*** Opening of The records ***

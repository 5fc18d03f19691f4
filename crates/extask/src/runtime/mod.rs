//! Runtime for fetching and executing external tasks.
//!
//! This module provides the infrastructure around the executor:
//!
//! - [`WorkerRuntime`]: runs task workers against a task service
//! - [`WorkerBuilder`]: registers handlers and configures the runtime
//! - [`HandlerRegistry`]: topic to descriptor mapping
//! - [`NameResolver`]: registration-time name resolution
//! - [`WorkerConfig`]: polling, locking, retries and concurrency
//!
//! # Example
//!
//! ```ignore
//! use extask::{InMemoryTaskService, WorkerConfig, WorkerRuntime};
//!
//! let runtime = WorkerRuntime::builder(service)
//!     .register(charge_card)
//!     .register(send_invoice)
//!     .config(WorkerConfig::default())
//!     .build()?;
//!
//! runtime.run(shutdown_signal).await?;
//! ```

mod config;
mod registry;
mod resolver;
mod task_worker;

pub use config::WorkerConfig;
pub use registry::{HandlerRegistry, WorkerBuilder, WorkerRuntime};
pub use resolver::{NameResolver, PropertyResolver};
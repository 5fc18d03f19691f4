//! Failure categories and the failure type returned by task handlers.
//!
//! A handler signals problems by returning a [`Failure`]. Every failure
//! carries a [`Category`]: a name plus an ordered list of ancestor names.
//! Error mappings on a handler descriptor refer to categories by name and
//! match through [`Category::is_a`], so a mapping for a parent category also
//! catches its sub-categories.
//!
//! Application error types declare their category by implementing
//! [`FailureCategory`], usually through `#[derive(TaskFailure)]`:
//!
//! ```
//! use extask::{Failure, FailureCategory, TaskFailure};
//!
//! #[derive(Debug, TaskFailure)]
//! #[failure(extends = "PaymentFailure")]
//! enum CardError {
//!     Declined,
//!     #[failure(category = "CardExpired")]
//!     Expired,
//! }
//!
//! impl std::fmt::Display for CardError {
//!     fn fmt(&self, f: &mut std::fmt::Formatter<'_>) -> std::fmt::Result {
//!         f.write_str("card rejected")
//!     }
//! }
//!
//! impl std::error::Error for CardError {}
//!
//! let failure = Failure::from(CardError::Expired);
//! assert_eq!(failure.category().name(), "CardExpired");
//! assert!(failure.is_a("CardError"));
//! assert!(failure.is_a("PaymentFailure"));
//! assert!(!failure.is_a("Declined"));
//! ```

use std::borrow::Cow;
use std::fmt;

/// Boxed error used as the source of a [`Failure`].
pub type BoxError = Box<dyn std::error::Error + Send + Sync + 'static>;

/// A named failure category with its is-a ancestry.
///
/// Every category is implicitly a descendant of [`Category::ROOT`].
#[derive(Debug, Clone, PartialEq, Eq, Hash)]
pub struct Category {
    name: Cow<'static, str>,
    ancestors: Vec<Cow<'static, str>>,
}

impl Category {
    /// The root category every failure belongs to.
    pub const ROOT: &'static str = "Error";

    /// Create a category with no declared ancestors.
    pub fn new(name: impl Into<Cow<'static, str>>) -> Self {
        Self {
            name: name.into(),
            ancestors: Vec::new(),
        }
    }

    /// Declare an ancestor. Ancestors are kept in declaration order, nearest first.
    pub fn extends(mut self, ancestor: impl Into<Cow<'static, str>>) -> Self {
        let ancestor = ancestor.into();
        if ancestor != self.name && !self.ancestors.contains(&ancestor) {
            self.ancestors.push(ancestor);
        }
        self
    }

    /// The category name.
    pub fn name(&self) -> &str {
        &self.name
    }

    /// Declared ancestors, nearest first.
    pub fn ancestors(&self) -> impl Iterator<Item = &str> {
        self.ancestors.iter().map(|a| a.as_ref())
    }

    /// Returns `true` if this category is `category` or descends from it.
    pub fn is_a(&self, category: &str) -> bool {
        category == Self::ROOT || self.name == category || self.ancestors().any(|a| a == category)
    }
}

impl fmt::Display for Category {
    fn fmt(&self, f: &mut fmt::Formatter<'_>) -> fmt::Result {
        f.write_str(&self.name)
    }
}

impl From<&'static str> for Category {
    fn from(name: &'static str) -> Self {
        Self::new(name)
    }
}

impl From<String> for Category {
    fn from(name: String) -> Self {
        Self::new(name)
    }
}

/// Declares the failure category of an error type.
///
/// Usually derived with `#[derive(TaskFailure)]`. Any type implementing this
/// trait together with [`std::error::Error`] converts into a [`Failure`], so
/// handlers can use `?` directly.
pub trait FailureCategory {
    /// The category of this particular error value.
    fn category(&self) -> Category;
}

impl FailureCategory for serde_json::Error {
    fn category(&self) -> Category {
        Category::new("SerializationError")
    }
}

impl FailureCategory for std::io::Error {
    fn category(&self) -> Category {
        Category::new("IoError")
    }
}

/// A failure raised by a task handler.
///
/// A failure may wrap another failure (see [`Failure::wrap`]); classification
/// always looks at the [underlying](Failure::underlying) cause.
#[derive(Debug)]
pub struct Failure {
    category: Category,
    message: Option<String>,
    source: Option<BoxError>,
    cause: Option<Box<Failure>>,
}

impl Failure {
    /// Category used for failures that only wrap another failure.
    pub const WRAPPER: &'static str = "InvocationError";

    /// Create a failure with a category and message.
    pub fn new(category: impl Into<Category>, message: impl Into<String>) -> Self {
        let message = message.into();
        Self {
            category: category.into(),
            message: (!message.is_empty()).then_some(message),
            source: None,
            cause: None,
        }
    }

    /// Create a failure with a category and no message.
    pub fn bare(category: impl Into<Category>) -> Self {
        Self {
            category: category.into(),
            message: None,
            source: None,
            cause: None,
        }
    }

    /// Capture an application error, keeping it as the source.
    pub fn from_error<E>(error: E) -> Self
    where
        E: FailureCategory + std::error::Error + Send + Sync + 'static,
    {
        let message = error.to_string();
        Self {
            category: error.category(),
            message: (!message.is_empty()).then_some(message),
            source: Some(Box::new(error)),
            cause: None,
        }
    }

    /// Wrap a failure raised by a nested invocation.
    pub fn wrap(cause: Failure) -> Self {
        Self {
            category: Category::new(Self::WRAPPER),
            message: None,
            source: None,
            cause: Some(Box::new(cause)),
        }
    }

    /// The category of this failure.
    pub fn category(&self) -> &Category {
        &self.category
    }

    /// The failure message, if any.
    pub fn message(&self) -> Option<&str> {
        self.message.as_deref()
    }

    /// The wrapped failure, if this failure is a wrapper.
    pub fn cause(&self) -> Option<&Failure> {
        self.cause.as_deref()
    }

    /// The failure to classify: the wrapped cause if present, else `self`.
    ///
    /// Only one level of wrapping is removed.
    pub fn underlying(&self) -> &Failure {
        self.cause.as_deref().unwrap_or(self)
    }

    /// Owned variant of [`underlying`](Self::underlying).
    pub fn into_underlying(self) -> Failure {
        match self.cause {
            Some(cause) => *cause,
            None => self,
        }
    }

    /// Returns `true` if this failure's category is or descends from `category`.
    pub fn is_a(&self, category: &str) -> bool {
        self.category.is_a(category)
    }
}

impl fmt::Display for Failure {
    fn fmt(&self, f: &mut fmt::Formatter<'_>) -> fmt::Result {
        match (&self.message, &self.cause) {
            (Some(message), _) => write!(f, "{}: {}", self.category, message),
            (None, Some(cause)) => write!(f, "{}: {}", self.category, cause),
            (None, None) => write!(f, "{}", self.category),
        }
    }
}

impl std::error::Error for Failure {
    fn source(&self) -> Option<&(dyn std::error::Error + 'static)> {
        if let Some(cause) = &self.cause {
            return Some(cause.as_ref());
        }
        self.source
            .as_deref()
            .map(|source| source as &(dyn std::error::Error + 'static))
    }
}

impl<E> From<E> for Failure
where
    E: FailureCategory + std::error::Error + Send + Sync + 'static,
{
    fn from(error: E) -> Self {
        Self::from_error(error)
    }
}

*** Close of The records ***

=== Description of the task ===
The lines above, starting at the one with "its is-a ancestry." and ending at the one with "pub fn ancestors(&self)", are the only ones to return, exactly as written.

=== The answer ===
/// A named failure category with its is-a ancestry.
///
/// Every category is implicitly a descendant of [`Category::ROOT`].
#[derive(Debug, Clone, PartialEq, Eq, Hash)]
pub struct Category {
    name: Cow<'static, str>,
    ancestors: Vec<Cow<'static, str>>,
}

impl Category {
    /// The root category every failure belongs to.
    pub const ROOT: &'static str = "Error";

    /// Create a category with no declared ancestors.
    pub fn new(name: impl Into<Cow<'static, str>>) -> Self {
        Self {
            name: name.into(),
            ancestors: Vec::new(),
        }
    }

    /// Declare an ancestor. Ancestors are kept in declaration order, nearest first.
    pub fn extends(mut self, ancestor: impl Into<Cow<'static, str>>) -> Self {
        let ancestor = ancestor.into();
        if ancestor != self.name && !self.ancestors.contains(&ancestor) {
            self.ancestors.push(ancestor);
        }
        self
    }

    /// The category name.
    pub fn name(&self) -> &str {
        &self.name
    }

    /// Declared ancestors, nearest first.
    pub fn ancestors(&self) -> impl Iterator<Item = &str> {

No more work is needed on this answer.